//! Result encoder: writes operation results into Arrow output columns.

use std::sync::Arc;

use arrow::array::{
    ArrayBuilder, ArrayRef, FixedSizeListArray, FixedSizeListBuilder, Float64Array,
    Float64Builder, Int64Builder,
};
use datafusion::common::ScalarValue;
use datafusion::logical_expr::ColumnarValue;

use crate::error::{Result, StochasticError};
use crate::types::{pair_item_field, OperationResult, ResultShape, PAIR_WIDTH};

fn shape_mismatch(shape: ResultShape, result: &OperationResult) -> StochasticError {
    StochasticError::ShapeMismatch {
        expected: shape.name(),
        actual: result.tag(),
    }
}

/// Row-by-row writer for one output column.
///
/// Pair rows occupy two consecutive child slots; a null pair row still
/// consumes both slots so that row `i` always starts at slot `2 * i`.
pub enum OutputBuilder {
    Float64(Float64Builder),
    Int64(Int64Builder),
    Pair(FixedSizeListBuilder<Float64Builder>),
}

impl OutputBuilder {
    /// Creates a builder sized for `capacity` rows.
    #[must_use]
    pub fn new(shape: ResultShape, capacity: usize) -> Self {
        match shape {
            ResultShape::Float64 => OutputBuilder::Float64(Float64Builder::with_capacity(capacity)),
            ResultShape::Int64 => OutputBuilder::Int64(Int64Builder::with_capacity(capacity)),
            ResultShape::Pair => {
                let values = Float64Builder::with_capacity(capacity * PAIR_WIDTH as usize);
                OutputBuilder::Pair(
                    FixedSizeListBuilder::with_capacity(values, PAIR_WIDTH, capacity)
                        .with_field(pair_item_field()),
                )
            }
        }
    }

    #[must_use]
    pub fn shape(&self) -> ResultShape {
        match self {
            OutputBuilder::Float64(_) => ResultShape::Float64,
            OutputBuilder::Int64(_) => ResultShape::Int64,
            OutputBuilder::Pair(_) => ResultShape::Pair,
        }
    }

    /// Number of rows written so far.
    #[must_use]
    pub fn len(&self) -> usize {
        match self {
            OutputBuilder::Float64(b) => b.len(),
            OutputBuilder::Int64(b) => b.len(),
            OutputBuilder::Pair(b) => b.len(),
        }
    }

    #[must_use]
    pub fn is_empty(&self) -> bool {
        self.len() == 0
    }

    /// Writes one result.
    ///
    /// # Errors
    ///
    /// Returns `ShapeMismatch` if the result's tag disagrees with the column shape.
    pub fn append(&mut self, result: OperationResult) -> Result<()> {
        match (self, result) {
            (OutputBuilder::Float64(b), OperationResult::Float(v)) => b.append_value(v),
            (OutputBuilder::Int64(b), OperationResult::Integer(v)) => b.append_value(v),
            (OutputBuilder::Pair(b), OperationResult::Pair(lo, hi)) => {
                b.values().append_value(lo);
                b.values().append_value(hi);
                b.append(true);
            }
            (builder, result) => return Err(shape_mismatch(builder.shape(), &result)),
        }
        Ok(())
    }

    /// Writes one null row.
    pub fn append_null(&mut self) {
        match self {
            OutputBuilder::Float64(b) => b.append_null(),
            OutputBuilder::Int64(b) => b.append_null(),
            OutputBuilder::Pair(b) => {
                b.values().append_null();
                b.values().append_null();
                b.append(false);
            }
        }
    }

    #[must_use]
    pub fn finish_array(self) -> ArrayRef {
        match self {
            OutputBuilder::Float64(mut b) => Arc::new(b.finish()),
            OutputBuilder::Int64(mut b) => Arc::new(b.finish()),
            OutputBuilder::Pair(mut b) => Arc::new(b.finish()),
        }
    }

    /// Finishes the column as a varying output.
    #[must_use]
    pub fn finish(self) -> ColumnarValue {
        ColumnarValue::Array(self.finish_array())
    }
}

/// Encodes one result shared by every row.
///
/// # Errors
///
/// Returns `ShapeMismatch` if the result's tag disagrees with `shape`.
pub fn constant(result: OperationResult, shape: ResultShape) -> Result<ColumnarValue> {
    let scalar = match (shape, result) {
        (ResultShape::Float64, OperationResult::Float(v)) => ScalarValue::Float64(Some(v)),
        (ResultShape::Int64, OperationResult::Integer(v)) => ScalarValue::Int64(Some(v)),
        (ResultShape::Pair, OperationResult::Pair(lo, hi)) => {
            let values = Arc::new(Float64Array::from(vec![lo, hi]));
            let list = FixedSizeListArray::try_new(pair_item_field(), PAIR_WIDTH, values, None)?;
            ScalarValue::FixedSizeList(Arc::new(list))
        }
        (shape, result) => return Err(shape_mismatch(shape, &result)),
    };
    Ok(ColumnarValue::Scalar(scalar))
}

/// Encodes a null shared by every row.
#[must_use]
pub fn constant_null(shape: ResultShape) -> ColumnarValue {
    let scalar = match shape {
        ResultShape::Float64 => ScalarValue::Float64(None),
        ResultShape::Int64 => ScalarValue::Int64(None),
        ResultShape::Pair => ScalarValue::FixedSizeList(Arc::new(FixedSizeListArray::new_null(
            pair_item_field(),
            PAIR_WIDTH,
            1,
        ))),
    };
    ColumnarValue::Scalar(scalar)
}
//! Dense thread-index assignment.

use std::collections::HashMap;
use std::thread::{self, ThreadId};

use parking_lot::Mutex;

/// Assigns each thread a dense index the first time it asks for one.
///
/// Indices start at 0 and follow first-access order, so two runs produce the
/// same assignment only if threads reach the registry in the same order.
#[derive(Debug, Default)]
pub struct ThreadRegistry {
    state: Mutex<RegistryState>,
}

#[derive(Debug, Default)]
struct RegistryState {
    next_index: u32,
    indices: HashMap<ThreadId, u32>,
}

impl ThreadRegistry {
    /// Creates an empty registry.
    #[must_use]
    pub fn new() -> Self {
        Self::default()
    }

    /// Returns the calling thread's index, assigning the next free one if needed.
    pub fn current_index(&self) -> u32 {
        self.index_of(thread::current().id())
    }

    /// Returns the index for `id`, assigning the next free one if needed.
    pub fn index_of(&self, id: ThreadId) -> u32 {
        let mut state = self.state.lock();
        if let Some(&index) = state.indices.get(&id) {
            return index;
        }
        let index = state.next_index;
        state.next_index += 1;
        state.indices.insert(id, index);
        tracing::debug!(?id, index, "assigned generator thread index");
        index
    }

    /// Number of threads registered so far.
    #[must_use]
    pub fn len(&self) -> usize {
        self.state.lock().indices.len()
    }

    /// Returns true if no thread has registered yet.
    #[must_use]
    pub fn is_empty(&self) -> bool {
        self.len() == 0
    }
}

━━━━━━

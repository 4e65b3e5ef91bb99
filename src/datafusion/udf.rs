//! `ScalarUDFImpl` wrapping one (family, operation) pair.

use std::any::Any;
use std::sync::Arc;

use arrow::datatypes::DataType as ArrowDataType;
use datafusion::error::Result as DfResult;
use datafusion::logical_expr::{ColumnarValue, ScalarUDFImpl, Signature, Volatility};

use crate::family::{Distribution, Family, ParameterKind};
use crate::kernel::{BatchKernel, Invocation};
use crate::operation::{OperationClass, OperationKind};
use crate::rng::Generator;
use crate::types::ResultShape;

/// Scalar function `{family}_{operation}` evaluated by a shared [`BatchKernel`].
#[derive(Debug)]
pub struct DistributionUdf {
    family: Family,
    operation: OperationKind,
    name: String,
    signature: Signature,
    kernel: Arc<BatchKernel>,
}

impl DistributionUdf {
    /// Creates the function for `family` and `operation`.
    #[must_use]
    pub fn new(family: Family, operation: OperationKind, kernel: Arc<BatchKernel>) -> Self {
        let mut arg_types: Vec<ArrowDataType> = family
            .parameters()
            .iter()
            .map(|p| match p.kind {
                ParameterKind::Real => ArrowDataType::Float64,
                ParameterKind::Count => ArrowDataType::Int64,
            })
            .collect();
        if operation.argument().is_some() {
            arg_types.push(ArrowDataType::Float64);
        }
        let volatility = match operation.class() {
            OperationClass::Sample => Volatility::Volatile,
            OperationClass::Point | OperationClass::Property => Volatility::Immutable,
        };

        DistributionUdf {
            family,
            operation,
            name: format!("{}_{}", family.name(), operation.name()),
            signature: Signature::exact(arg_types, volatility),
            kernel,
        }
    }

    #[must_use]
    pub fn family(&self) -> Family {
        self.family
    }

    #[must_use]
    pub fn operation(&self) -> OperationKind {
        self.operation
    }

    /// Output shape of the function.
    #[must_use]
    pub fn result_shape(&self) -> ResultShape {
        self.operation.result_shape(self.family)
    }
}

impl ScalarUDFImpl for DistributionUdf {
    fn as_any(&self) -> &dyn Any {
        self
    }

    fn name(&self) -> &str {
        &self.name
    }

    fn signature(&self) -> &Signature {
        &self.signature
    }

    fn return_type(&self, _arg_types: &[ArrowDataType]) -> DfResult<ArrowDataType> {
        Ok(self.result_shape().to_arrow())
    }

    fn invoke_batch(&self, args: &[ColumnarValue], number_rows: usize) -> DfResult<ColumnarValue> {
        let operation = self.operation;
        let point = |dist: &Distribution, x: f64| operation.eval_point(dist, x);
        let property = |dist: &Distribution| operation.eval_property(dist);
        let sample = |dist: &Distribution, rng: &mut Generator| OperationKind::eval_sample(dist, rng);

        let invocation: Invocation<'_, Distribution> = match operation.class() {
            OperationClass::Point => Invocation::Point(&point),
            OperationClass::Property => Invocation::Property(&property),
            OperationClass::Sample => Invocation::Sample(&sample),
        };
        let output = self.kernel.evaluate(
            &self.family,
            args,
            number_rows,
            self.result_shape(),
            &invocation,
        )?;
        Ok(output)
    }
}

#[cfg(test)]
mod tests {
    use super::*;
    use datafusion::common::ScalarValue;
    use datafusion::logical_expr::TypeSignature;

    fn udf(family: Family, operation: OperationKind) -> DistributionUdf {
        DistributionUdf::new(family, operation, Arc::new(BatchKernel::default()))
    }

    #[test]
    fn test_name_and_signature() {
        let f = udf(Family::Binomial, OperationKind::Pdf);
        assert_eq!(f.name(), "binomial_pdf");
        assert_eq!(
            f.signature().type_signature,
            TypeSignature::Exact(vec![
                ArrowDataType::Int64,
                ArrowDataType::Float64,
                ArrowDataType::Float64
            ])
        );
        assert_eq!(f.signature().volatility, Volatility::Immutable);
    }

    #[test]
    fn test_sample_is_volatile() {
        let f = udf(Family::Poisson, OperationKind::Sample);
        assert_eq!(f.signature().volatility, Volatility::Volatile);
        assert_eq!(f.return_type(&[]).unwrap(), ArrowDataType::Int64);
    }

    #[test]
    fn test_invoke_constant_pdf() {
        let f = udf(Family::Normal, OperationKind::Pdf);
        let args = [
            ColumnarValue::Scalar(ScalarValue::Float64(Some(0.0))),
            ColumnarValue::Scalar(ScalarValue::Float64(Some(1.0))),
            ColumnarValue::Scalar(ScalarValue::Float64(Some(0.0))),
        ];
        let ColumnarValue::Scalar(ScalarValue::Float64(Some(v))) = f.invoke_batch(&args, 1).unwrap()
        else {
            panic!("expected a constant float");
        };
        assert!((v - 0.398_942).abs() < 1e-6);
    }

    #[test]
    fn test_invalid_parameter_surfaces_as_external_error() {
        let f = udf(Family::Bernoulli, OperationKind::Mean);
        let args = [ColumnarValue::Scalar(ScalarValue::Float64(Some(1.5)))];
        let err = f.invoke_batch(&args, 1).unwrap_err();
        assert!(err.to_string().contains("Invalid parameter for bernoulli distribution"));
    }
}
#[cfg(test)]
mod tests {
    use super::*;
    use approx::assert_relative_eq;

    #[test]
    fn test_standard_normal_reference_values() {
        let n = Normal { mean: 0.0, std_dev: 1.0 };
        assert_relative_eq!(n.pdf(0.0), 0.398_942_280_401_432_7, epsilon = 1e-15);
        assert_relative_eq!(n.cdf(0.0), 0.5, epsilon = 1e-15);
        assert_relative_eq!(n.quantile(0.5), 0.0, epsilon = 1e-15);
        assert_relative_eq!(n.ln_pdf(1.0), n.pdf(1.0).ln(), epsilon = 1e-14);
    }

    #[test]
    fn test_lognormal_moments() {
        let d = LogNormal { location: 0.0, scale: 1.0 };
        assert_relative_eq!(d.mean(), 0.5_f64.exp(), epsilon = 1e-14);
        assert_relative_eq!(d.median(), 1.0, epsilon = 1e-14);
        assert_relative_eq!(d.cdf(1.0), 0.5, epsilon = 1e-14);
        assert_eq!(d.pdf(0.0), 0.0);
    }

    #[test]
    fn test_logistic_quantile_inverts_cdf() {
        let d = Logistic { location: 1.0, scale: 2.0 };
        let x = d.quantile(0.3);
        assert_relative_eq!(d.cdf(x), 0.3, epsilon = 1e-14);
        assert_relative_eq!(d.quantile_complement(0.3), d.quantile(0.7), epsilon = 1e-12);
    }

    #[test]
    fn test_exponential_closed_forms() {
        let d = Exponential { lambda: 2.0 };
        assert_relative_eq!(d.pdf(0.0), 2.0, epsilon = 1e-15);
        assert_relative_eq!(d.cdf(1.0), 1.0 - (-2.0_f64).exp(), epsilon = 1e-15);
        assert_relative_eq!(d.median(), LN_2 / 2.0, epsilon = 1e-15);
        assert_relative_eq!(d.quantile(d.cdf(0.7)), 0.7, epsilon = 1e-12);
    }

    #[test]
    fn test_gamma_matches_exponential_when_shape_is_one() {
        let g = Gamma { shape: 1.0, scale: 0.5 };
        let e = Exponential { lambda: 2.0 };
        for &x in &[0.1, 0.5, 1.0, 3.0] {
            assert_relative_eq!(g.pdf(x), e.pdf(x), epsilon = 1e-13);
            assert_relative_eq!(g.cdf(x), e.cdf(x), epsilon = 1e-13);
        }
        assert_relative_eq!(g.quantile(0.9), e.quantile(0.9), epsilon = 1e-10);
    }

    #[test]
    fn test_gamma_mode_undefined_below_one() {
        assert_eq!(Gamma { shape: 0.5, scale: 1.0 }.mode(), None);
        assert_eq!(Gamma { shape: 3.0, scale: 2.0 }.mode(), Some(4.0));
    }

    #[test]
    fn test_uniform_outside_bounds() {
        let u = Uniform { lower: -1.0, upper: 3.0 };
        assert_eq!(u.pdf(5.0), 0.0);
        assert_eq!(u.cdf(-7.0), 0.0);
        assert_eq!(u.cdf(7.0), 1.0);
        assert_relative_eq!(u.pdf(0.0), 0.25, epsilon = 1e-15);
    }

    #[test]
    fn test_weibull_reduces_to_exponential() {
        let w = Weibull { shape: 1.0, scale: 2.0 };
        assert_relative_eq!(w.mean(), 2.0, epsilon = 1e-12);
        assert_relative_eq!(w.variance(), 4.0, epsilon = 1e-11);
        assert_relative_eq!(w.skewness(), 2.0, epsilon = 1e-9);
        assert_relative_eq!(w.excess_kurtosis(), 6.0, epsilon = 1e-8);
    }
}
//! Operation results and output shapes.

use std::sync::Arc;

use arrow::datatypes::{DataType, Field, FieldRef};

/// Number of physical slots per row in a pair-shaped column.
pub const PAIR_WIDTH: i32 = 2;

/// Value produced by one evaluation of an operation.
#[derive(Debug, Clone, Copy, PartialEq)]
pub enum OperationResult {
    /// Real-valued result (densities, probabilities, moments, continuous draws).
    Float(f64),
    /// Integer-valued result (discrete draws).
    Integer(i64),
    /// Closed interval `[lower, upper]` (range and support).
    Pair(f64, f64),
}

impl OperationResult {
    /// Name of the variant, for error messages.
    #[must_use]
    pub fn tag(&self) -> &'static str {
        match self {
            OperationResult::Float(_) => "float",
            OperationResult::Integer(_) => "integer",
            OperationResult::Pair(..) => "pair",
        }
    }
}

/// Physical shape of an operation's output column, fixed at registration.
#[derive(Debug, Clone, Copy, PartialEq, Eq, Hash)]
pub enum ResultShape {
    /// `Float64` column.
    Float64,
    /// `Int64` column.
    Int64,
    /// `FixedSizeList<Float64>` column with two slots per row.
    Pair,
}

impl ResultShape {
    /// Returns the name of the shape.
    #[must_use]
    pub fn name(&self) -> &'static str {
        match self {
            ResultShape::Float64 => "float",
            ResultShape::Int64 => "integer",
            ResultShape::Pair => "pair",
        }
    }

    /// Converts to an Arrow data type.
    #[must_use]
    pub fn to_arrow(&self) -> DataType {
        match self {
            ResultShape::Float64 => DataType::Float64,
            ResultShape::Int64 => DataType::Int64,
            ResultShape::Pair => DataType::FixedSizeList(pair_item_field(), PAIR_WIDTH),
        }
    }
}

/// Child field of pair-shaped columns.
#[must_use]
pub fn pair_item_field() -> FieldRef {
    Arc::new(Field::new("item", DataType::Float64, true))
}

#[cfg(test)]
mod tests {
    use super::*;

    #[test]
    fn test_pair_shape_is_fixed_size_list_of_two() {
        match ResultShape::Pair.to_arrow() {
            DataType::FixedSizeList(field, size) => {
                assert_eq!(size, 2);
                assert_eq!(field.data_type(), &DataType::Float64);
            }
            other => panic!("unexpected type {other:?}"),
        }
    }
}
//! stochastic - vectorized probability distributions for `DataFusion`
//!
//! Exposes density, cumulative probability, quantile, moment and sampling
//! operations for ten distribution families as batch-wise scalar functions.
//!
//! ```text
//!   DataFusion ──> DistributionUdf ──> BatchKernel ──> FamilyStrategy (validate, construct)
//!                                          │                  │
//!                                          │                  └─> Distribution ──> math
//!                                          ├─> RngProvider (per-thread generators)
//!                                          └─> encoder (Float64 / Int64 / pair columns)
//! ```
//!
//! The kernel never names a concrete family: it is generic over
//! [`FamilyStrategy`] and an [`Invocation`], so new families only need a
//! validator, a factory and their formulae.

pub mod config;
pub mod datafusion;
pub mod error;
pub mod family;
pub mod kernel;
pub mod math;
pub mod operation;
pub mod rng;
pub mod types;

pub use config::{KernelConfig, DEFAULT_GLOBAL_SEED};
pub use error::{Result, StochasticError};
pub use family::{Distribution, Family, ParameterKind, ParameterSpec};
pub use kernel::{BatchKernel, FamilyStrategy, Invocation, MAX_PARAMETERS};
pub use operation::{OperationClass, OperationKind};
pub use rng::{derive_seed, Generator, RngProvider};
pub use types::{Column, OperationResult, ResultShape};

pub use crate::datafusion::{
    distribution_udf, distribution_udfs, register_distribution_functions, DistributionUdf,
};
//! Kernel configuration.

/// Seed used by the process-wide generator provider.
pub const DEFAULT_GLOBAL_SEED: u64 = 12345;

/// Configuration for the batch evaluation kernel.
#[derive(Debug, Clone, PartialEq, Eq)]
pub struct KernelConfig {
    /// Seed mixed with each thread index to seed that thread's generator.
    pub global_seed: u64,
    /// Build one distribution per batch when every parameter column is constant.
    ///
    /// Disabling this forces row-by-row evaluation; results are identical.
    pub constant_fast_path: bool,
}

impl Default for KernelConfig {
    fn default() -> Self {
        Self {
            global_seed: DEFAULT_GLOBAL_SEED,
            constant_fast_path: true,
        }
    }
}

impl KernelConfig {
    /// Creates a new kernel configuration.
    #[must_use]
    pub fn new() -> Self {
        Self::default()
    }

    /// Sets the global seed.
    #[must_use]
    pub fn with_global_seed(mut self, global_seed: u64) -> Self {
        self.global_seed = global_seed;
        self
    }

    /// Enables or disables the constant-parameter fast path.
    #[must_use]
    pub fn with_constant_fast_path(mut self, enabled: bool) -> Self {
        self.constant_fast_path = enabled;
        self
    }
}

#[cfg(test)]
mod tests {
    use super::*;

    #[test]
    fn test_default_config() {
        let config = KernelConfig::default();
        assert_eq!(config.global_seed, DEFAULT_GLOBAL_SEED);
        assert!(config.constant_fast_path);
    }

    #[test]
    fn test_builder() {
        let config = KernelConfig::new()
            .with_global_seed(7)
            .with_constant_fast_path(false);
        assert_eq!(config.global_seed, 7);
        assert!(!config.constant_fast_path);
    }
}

━━━━━━

**EXERCISE AIM**
Output should match, line for line, the stretch of the material above from the line holding "pub fn name(&self)" through the line holding "pub mod config;".

**REPLY**
    pub fn name(&self) -> &'static str {
        match self {
            ResultShape::Float64 => "float",
            ResultShape::Int64 => "integer",
            ResultShape::Pair => "pair",
        }
    }

    /// Converts to an Arrow data type.
    #[must_use]
    pub fn to_arrow(&self) -> DataType {
        match self {
            ResultShape::Float64 => DataType::Float64,
            ResultShape::Int64 => DataType::Int64,
            ResultShape::Pair => DataType::FixedSizeList(pair_item_field(), PAIR_WIDTH),
        }
    }
}

/// Child field of pair-shaped columns.
#[must_use]
pub fn pair_item_field() -> FieldRef {
    Arc::new(Field::new("item", DataType::Float64, true))
}

#[cfg(test)]
mod tests {
    use super::*;

    #[test]
    fn test_pair_shape_is_fixed_size_list_of_two() {
        match ResultShape::Pair.to_arrow() {
            DataType::FixedSizeList(field, size) => {
                assert_eq!(size, 2);
                assert_eq!(field.data_type(), &DataType::Float64);
            }
            other => panic!("unexpected type {other:?}"),
        }
    }
}
//! stochastic - vectorized probability distributions for `DataFusion`
//!
//! Exposes density, cumulative probability, quantile, moment and sampling
//! operations for ten distribution families as batch-wise scalar functions.
//!
//! ```text
//!   DataFusion ──> DistributionUdf ──> BatchKernel ──> FamilyStrategy (validate, construct)
//!                                          │                  │
//!                                          │                  └─> Distribution ──> math
//!                                          ├─> RngProvider (per-thread generators)
//!                                          └─> encoder (Float64 / Int64 / pair columns)
//! ```
//!
//! The kernel never names a concrete family: it is generic over
//! [`FamilyStrategy`] and an [`Invocation`], so new families only need a
//! validator, a factory and their formulae.

pub mod config;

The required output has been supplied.